====== Records for processing ======
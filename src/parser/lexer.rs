//! Tokenizer for policy text
//!
//! Comments (`// ...` and `/* ... */`) and whitespace are dropped here, so the
//! reader only ever sees meaningful tokens. Any mix of LF, CRLF and CR line
//! endings is accepted; line numbers are 1-based and only used for errors.

use std::iter::Peekable;
use std::str::Chars;

use crate::core::{PolicyError, PolicyResult};

#[derive(Debug, Clone, PartialEq, Eq)]
pub(crate) enum TokenKind {
    /// Bare word: keyword, class name, or `*`
    Word(String),
    /// Double quoted string with escapes resolved
    Quoted(String),
    LBrace,
    RBrace,
    Semicolon,
    Comma,
}

#[derive(Debug, Clone, PartialEq, Eq)]
pub(crate) struct Token {
    pub kind: TokenKind,
    pub line: usize,
}

/// Characters allowed in a bare word
pub(crate) fn is_word_char(c: char) -> bool {
    c.is_alphanumeric() || matches!(c, '_' | '.' | '$' | '*' | '-')
}

struct Lexer<'a> {
    chars: Peekable<Chars<'a>>,
    line: usize,
}

impl<'a> Lexer<'a> {
    fn new(input: &'a str) -> Self {
        Self {
            chars: input.chars().peekable(),
            line: 1,
        }
    }

    /// Consume one character, tracking line breaks
    fn bump(&mut self) -> Option<char> {
        let c = self.chars.next()?;
        match c {
            '\n' => self.line += 1,
            '\r' => {
                if self.chars.peek() != Some(&'\n') {
                    self.line += 1;
                }
            }
            _ => {}
        }
        Some(c)
    }

    fn skip_line_comment(&mut self) {
        while let Some(&c) = self.chars.peek() {
            if c == '\n' || c == '\r' {
                break;
            }
            self.bump();
        }
    }

    fn skip_block_comment(&mut self, start_line: usize) -> PolicyResult<()> {
        while let Some(c) = self.bump() {
            if c == '*' && self.chars.peek() == Some(&'/') {
                self.bump();
                return Ok(());
            }
        }
        Err(PolicyError::parse(start_line, "unterminated block comment"))
    }

    fn read_quoted(&mut self, start_line: usize) -> PolicyResult<String> {
        let mut value = String::new();
        loop {
            match self.bump() {
                None | Some('\n') | Some('\r') => {
                    return Err(PolicyError::parse(start_line, "unterminated string"));
                }
                Some('"') => return Ok(value),
                Some('\\') => match self.bump() {
                    Some('n') => value.push('\n'),
                    Some('t') => value.push('\t'),
                    Some('r') => value.push('\r'),
                    Some(other) => value.push(other),
                    None => return Err(PolicyError::parse(start_line, "unterminated string")),
                },
                Some(c) => value.push(c),
            }
        }
    }

    fn read_word(&mut self, first: char) -> String {
        let mut word = String::from(first);
        while let Some(&c) = self.chars.peek() {
            if !is_word_char(c) {
                break;
            }
            word.push(c);
            self.bump();
        }
        word
    }

    fn next_token(&mut self) -> PolicyResult<Option<Token>> {
        loop {
            let line = self.line;
            let Some(c) = self.bump() else {
                return Ok(None);
            };

            let kind = match c {
                c if c.is_whitespace() => continue,
                '/' => match self.chars.peek().copied() {
                    Some('/') => {
                        self.skip_line_comment();
                        continue;
                    }
                    Some('*') => {
                        self.bump();
                        self.skip_block_comment(line)?;
                        continue;
                    }
                    _ => return Err(PolicyError::parse(line, "unexpected character '/'")),
                },
                '{' => TokenKind::LBrace,
                '}' => TokenKind::RBrace,
                ';' => TokenKind::Semicolon,
                ',' => TokenKind::Comma,
                '"' => TokenKind::Quoted(self.read_quoted(line)?),
                c if is_word_char(c) => TokenKind::Word(self.read_word(c)),
                other => {
                    return Err(PolicyError::parse(
                        line,
                        format!("unexpected character '{}'", other),
                    ))
                }
            };
            return Ok(Some(Token { kind, line }));
        }
    }
}

/// Split policy text into tokens
pub(crate) fn tokenize(input: &str) -> PolicyResult<Vec<Token>> {
    let mut lexer = Lexer::new(input);
    let mut tokens = Vec::new();
    while let Some(token) = lexer.next_token()? {
        tokens.push(token);
    }
    Ok(tokens)
}

#[cfg(test)]
mod tests {
    use super::*;

    fn kinds(input: &str) -> Vec<TokenKind> {
        tokenize(input).unwrap().into_iter().map(|t| t.kind).collect()
    }

    #[test]
    fn test_basic_tokens() {
        assert_eq!(
            kinds("grant { permission a.B \"x\", \"read\"; };"),
            vec![
                TokenKind::Word("grant".into()),
                TokenKind::LBrace,
                TokenKind::Word("permission".into()),
                TokenKind::Word("a.B".into()),
                TokenKind::Quoted("x".into()),
                TokenKind::Comma,
                TokenKind::Quoted("read".into()),
                TokenKind::Semicolon,
                TokenKind::RBrace,
                TokenKind::Semicolon,
            ]
        );
    }

    #[test]
    fn test_comments_are_skipped() {
        let text = "/* header */\ngrant // trailing\n{ /* inner */ };";
        assert_eq!(
            kinds(text),
            vec![
                TokenKind::Word("grant".into()),
                TokenKind::LBrace,
                TokenKind::RBrace,
                TokenKind::Semicolon,
            ]
        );
    }

    #[test]
    fn test_escapes() {
        assert_eq!(
            kinds(r#""C:\\temp\\x" "say \"hi\"""#),
            vec![
                TokenKind::Quoted("C:\\temp\\x".into()),
                TokenKind::Quoted("say \"hi\"".into()),
            ]
        );
    }

    #[test]
    fn test_line_numbers_with_mixed_endings() {
        let tokens = tokenize("a\r\nb\rc\nd").unwrap();
        let lines: Vec<usize> = tokens.iter().map(|t| t.line).collect();
        assert_eq!(lines, vec![1, 2, 3, 4]);
    }

    #[test]
    fn test_unterminated_comment() {
        let err = tokenize("grant {\n/* never closed").unwrap_err();
        assert!(matches!(err, PolicyError::Parse { line: 2, .. }));
    }

    #[test]
    fn test_unterminated_string() {
        let err = tokenize("permission x \"abc\n").unwrap_err();
        assert!(matches!(err, PolicyError::Parse { line: 1, .. }));
    }

    #[test]
    fn test_unexpected_character() {
        let err = tokenize("grant = {").unwrap_err();
        assert!(matches!(err, PolicyError::Parse { .. }));
    }
}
======
§ Exercise goal:
Once you reach the line with "if c == '*' && self.chars.peek()" in the data above, copy it and every line after it exactly, up to and including the line with "Some('\\') => match".

§ Answer:
            if c == '*' && self.chars.peek() == Some(&'/') {
                self.bump();
                return Ok(());
            }
        }
        Err(PolicyError::parse(start_line, "unterminated block comment"))
    }

    fn read_quoted(&mut self, start_line: usize) -> PolicyResult<String> {
        let mut value = String::new();
        loop {
            match self.bump() {
                None | Some('\n') | Some('\r') => {
                    return Err(PolicyError::parse(start_line, "unterminated string"));
                }
                Some('"') => return Ok(value),
                Some('\\') => match self.bump() {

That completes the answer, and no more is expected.